//! Seed data modelled on the Array of Things Chicago deployment.
//!
//! - `array_of_things_chicago`: three nodes, five sensors, five features
//!   (`gas_concentration` has no warehouse table).
//! - `array_of_things_denver`: one node reporting `temperature` and
//!   `magnetic_field`.
//!
//! Every reporting sensor writes one row per hour on 2016-01-01, plus two
//! `temperature` rows just outside that day to exercise window bounds.

use std::collections::BTreeMap;
use std::sync::Arc;

use chrono::{NaiveDate, NaiveDateTime};
use serde_json::{Map, Value, json};

use crate::domain::{
    Feature, FeatureName, FeatureProperty, GeoPoint, Network, NetworkName, Node, NodeId,
    ObservationRow, ObservedPropertyDef, PropertyType, SensorCatalog, SensorName, Sensor,
};
use crate::outbound::memory::{InMemoryObservationWarehouse, InMemorySensorCatalog};

pub const CHICAGO: &str = "array_of_things_chicago";
pub const DENVER: &str = "array_of_things_denver";

pub const NODE_LOOP: &str = "0000001e0610ba72";
pub const NODE_SOUTH: &str = "0000001e0610b9fd";
pub const NODE_OHARE: &str = "0000001e0610ee41";
pub const NODE_DENVER: &str = "denver_01";

/// Rows per hour in the Chicago `temperature` table.
pub const CHICAGO_TEMPERATURE_ROWS_PER_HOUR: u64 = 5;

/// Metadata collections as the repository would return them.
#[derive(Debug, Clone)]
pub struct CatalogSeed {
    pub networks: Vec<Network>,
    pub nodes: Vec<Node>,
    pub sensors: Vec<Sensor>,
    pub features: Vec<Feature>,
}

/// `2016-01-01T{hour}:{minute}:00`.
pub fn jan_first(hour: u32, minute: u32) -> NaiveDateTime {
    NaiveDate::from_ymd_opt(2016, 1, 1)
        .and_then(|date| date.and_hms_opt(hour, minute, 0))
        .unwrap_or_else(|| panic!("invalid fixture time {hour}:{minute}"))
}

fn network(name: &str, info: Value) -> Network {
    Network {
        name: parse(name),
        info,
    }
}

fn node(id: &str, network: &str, lat: f64, lng: f64, sensors: &[&str]) -> Node {
    Node {
        id: parse(id),
        network: parse(network),
        location: GeoPoint::new(lat, lng).unwrap_or_else(|err| panic!("{err}")),
        sensors: sensors.iter().map(|s| parse(s)).collect(),
        info: json!({ "address": format!("{id} fixture site") }),
    }
}

fn sensor(name: &str, properties: &[(&str, &str)]) -> Sensor {
    Sensor {
        name: parse(name),
        observed_properties: properties
            .iter()
            .map(|(raw, dotted)| ((*raw).to_owned(), parse::<FeatureProperty>(dotted)))
            .collect(),
        info: json!({ "manufacturer": "fixture" }),
    }
}

fn feature(name: &str, properties: &[(&str, PropertyType)], networks: &[&str]) -> Feature {
    Feature {
        name: parse(name),
        observed_properties: properties
            .iter()
            .map(|(prop, ty)| ObservedPropertyDef {
                name: (*prop).to_owned(),
                property_type: *ty,
            })
            .collect(),
        networks: networks.iter().map(|n| parse(n)).collect(),
    }
}

fn parse<T>(raw: &str) -> T
where
    T: std::str::FromStr,
    T::Err: std::fmt::Display,
{
    raw.parse()
        .unwrap_or_else(|err| panic!("invalid fixture value {raw}: {err}"))
}

pub fn chicago_seed() -> CatalogSeed {
    CatalogSeed {
        networks: vec![
            network(CHICAGO, json!({ "city": "Chicago" })),
            network(DENVER, json!({ "city": "Denver" })),
        ],
        nodes: vec![
            node(NODE_SOUTH, CHICAGO, 41.7508, -87.7120, &["tmp112", "bmp180"]),
            node(NODE_LOOP, CHICAGO, 41.8781, -87.6298, &["tmp112", "htu21d", "camera"]),
            node(NODE_OHARE, CHICAGO, 41.9742, -87.9073, &["htu21d", "chemsense"]),
            node(NODE_DENVER, DENVER, 39.7392, -104.9903, &["tmp112", "hmc5883l"]),
        ],
        sensors: vec![
            sensor(
                "bmp180",
                &[
                    ("pressure", "atmospheric_pressure.pressure"),
                    ("temperature", "temperature.temperature"),
                ],
            ),
            sensor("camera", &[("label", "image.label")]),
            sensor("chemsense", &[("co", "gas_concentration.co")]),
            sensor("hmc5883l", &[("x", "magnetic_field.x"), ("y", "magnetic_field.y")]),
            sensor(
                "htu21d",
                &[
                    ("humidity", "relative_humidity.humidity"),
                    ("temperature", "temperature.temperature"),
                ],
            ),
            sensor("tmp112", &[("temperature", "temperature.temperature")]),
        ],
        features: vec![
            feature("atmospheric_pressure", &[("pressure", PropertyType::Float)], &[CHICAGO]),
            feature("gas_concentration", &[("co", PropertyType::Float)], &[CHICAGO]),
            feature("image", &[("label", PropertyType::String)], &[CHICAGO]),
            feature(
                "magnetic_field",
                &[("x", PropertyType::Float), ("y", PropertyType::Float)],
                &[DENVER],
            ),
            feature("relative_humidity", &[("humidity", PropertyType::Float)], &[CHICAGO]),
            feature(
                "temperature",
                &[("temperature", PropertyType::Float)],
                &[CHICAGO, DENVER],
            ),
        ],
    }
}

fn row(node: &str, sensor: &str, datetime: NaiveDateTime, values: Value) -> ObservationRow {
    ObservationRow {
        node_id: node.to_owned(),
        datetime,
        meta_id: Some(1.0),
        sensor: sensor.to_owned(),
        values: values.as_object().cloned().unwrap_or_else(Map::new),
        row_key: 0,
    }
}

/// Tables keyed by name: `(columns, rows)`.
pub fn chicago_tables() -> BTreeMap<String, (Vec<String>, Vec<ObservationRow>)> {
    let key = ["node_id", "datetime", "meta_id", "sensor"];
    let columns = |props: &[&str]| -> Vec<String> {
        key.iter().chain(props.iter()).map(|c| (*c).to_owned()).collect()
    };
    let mut tables = BTreeMap::new();

    let mut temperature = Vec::new();
    let mut humidity = Vec::new();
    let mut pressure = Vec::new();
    let mut image = Vec::new();
    let mut magnetic = Vec::new();
    for hour in 0..24 {
        let at = jan_first(hour, 0);
        let base = f64::from(hour) * 0.5;
        temperature.push(row(NODE_OHARE, "htu21d", at, json!({ "temperature": 18.0 + base })));
        temperature.push(row(NODE_SOUTH, "tmp112", at, json!({ "temperature": 20.0 + base })));
        temperature.push(row(NODE_SOUTH, "bmp180", at, json!({ "temperature": 20.5 + base })));
        temperature.push(row(NODE_LOOP, "tmp112", at, json!({ "temperature": 21.0 + base })));
        temperature.push(row(NODE_LOOP, "htu21d", at, json!({ "temperature": 21.5 + base })));
        temperature.push(row(NODE_DENVER, "tmp112", at, json!({ "temperature": 5.0 + base })));
        humidity.push(row(NODE_LOOP, "htu21d", at, json!({ "humidity": 40.0 + base })));
        humidity.push(row(NODE_OHARE, "htu21d", at, json!({ "humidity": 45.0 + base })));
        pressure.push(row(NODE_SOUTH, "bmp180", at, json!({ "pressure": 1013.0 + base })));
        image.push(row(NODE_LOOP, "camera", at, json!({ "label": "clear" })));
        magnetic.push(row(NODE_DENVER, "hmc5883l", at, json!({ "x": base, "y": -base })));
    }
    // newest first on disk
    temperature.reverse();
    let day_before = NaiveDate::from_ymd_opt(2015, 12, 31)
        .and_then(|d| d.and_hms_opt(23, 59, 59))
        .unwrap_or_else(|| panic!("invalid fixture time"));
    let day_after = NaiveDate::from_ymd_opt(2016, 1, 2)
        .and_then(|d| d.and_hms_opt(0, 0, 0))
        .unwrap_or_else(|| panic!("invalid fixture time"));
    temperature.push(row(NODE_LOOP, "tmp112", day_before, json!({ "temperature": -1.0 })));
    temperature.push(row(NODE_LOOP, "tmp112", day_after, json!({ "temperature": -2.0 })));

    tables.insert("temperature".to_owned(), (columns(&["temperature"]), temperature));
    tables.insert("relative_humidity".to_owned(), (columns(&["humidity"]), humidity));
    tables.insert("atmospheric_pressure".to_owned(), (columns(&["pressure"]), pressure));
    tables.insert("image".to_owned(), (columns(&["label"]), image));
    tables.insert("magnetic_field".to_owned(), (columns(&["x", "y"]), magnetic));
    tables
}

pub fn chicago_catalog_repository() -> InMemorySensorCatalog {
    let seed = chicago_seed();
    InMemorySensorCatalog::new(seed.networks, seed.nodes, seed.sensors, seed.features)
}

pub fn chicago_catalog() -> SensorCatalog {
    SensorCatalog::new(Arc::new(chicago_catalog_repository()))
}

pub fn chicago_warehouse() -> InMemoryObservationWarehouse {
    let warehouse = InMemoryObservationWarehouse::default();
    for (name, (columns, rows)) in chicago_tables() {
        warehouse.create_table(&name, columns, rows);
    }
    warehouse
}

pub fn network_name(raw: &str) -> NetworkName {
    parse(raw)
}

pub fn node_id(raw: &str) -> NodeId {
    parse(raw)
}

pub fn sensor_name(raw: &str) -> SensorName {
    parse(raw)
}

pub fn feature_name(raw: &str) -> FeatureName {
    parse(raw)
}
//! Observation requests, per-table queries and result records.

use std::cmp::Ordering;

use chrono::NaiveDateTime;
use serde::{Deserialize, Serialize, Serializer};
use serde_json::{Map, Value};

use super::{FeatureName, GeoPolygon, NetworkName, NodeId, SensorName};

/// Rendering used for every observation timestamp: ISO-8601 without offset.
pub const DATETIME_FORMAT: &str = "%Y-%m-%dT%H:%M:%S%.f";

/// Render a UTC timestamp the way observation records carry it.
pub fn format_datetime(value: &NaiveDateTime) -> String {
    value.format(DATETIME_FORMAT).to_string()
}

fn serialize_datetime<S: Serializer>(value: &NaiveDateTime, s: S) -> Result<S::Ok, S::Error> {
    s.serialize_str(&format_datetime(value))
}

/// Half-open `[start, end)` interval in UTC.
#[derive(Debug, Clone, Copy, PartialEq, Eq, Serialize, Deserialize)]
pub struct TimeWindow {
    start: NaiveDateTime,
    end: NaiveDateTime,
}

/// Raised when a window would be empty or inverted.
#[derive(Debug, Clone, PartialEq, Eq, thiserror::Error)]
#[error("start_datetime must be before end_datetime")]
pub struct InvalidTimeWindow;

impl TimeWindow {
    pub fn new(start: NaiveDateTime, end: NaiveDateTime) -> Result<Self, InvalidTimeWindow> {
        if start >= end {
            return Err(InvalidTimeWindow);
        }
        Ok(Self { start, end })
    }

    pub fn start(&self) -> NaiveDateTime {
        self.start
    }

    pub fn end(&self) -> NaiveDateTime {
        self.end
    }

    pub fn contains(&self, value: &NaiveDateTime) -> bool {
        *value >= self.start && *value < self.end
    }
}

/// Validated, defaulted observation filter set.
///
/// Optional filters stay `None` when the caller did not supply them so the
/// response can echo only what was asked for.
#[derive(Debug, Clone, PartialEq, Serialize, Deserialize)]
pub struct ObservationRequest {
    pub network: NetworkName,
    pub node_id: Option<NodeId>,
    pub nodes: Option<Vec<NodeId>>,
    pub within: Option<GeoPolygon>,
    pub sensors: Option<Vec<SensorName>>,
    pub features: Option<Vec<FeatureName>>,
    pub window: TimeWindow,
    pub limit: Option<u64>,
    pub offset: u64,
}

impl ObservationRequest {
    /// Request covering a whole network over `window` with no other filters.
    pub fn for_network(network: NetworkName, window: TimeWindow) -> Self {
        Self {
            network,
            node_id: None,
            nodes: None,
            within: None,
            sensors: None,
            features: None,
            window,
            limit: None,
            offset: 0,
        }
    }
}

/// Physical observation table backing one feature-of-interest.
#[derive(Debug, Clone, PartialEq, Eq)]
pub struct FeatureTable {
    pub name: String,
    pub feature: FeatureName,
    /// Property columns, i.e. everything except the key columns.
    pub columns: Vec<String>,
}

/// Key columns shared by every observation table.
pub const KEY_COLUMNS: [&str; 4] = ["node_id", "datetime", "meta_id", "sensor"];

/// One bounded range query against one feature table.
#[derive(Debug, Clone, PartialEq)]
pub struct TableQuery {
    pub table: FeatureTable,
    pub window: TimeWindow,
    pub nodes: Vec<NodeId>,
    pub sensors: Vec<SensorName>,
    pub limit: Option<u64>,
    pub offset: u64,
}

/// Position after the last row of a datadump page.
///
/// Rows are ordered by `(datetime, node_id, sensor, meta_id, row_key)` with a
/// missing `meta_id` sorting first. Observation tables carry no primary key,
/// so `row_key` is what makes the order total.
#[derive(Debug, Clone, PartialEq)]
pub struct ObservationCursor {
    pub datetime: NaiveDateTime,
    pub node_id: String,
    pub sensor: String,
    pub meta_id: Option<f64>,
    pub row_key: u64,
}

impl ObservationCursor {
    /// Compare a row against this cursor in page order.
    pub fn cmp_row(&self, row: &ObservationRow) -> Ordering {
        row.datetime
            .cmp(&self.datetime)
            .then_with(|| row.node_id.cmp(&self.node_id))
            .then_with(|| row.sensor.cmp(&self.sensor))
            .then_with(|| cmp_meta(row.meta_id, self.meta_id))
            .then_with(|| row.row_key.cmp(&self.row_key))
    }
}

fn cmp_meta(left: Option<f64>, right: Option<f64>) -> Ordering {
    left.unwrap_or(f64::NEG_INFINITY)
        .total_cmp(&right.unwrap_or(f64::NEG_INFINITY))
}

/// Keyset page request used by the datadump runner.
#[derive(Debug, Clone, PartialEq)]
pub struct WindowPage {
    pub after: Option<ObservationCursor>,
    pub offset: u64,
    pub size: u64,
}

/// Raw row as read from a feature table.
#[derive(Debug, Clone, PartialEq)]
pub struct ObservationRow {
    pub node_id: String,
    pub datetime: NaiveDateTime,
    pub meta_id: Option<f64>,
    pub sensor: String,
    pub values: Map<String, Value>,
    /// Physical position of the row within its table, unique per table.
    pub row_key: u64,
}

impl ObservationRow {
    pub fn cursor(&self) -> ObservationCursor {
        ObservationCursor {
            datetime: self.datetime,
            node_id: self.node_id.clone(),
            sensor: self.sensor.clone(),
            meta_id: self.meta_id,
            row_key: self.row_key,
        }
    }

    /// Page order used by datadump windows.
    pub fn page_order(&self, other: &Self) -> Ordering {
        other.cursor().cmp_row(self)
    }
}

/// Uniform observation record returned to clients and stored in chunks.
#[derive(Debug, Clone, PartialEq, Serialize)]
pub struct ObservationRecord {
    pub node_id: String,
    pub meta_id: Option<f64>,
    #[serde(serialize_with = "serialize_datetime")]
    pub datetime: NaiveDateTime,
    pub sensor: String,
    /// Name of the table the row was read from.
    pub feature_of_interest: String,
    pub results: Map<String, Value>,
}

impl ObservationRecord {
    /// Normalise a raw row read from `table`.
    pub fn from_row(row: ObservationRow, table: &FeatureTable) -> Self {
        Self {
            node_id: row.node_id,
            meta_id: row.meta_id,
            datetime: row.datetime,
            sensor: row.sensor,
            feature_of_interest: table.name.clone(),
            results: row.values,
        }
    }
}
//! In-process chunk store.

use std::collections::BTreeMap;
use std::sync::{Arc, RwLock};

use async_trait::async_trait;

use crate::domain::ports::{ChunkStore, ChunkStoreError};
use crate::domain::{DatadumpChunk, JobTicket};

/// Chunks keyed by `(ticket, part)`.
#[derive(Debug, Default, Clone)]
pub struct InMemoryChunkStore {
    chunks: Arc<RwLock<BTreeMap<(JobTicket, u32), DatadumpChunk>>>,
}

impl InMemoryChunkStore {
    /// Part numbers stored for `ticket`, ascending.
    pub fn parts(&self, ticket: &JobTicket) -> Vec<u32> {
        self.chunks
            .read()
            .map(|chunks| {
                chunks
                    .keys()
                    .filter(|(stored, _)| stored == ticket)
                    .map(|(_, part)| *part)
                    .collect()
            })
            .unwrap_or_default()
    }
}

#[async_trait]
impl ChunkStore for InMemoryChunkStore {
    async fn store_chunk(&self, chunk: &DatadumpChunk) -> Result<(), ChunkStoreError> {
        let mut chunks = self
            .chunks
            .write()
            .map_err(|_| ChunkStoreError::connection("chunk store lock poisoned"))?;
        let key = (chunk.ticket, chunk.part);
        if chunks.contains_key(&key) {
            return Err(ChunkStoreError::duplicate(chunk.part));
        }
        chunks.insert(key, chunk.clone());
        Ok(())
    }

    async fn find_chunk(
        &self,
        ticket: &JobTicket,
        part: u32,
    ) -> Result<Option<DatadumpChunk>, ChunkStoreError> {
        let chunks = self
            .chunks
            .read()
            .map_err(|_| ChunkStoreError::connection("chunk store lock poisoned"))?;
        Ok(chunks.get(&(*ticket, part)).cloned())
    }
}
---------------
Extract every line from the records above that contains the word "results".

◆ Exercise answer:
    pub results: Map<String, Value>,
            results: row.values,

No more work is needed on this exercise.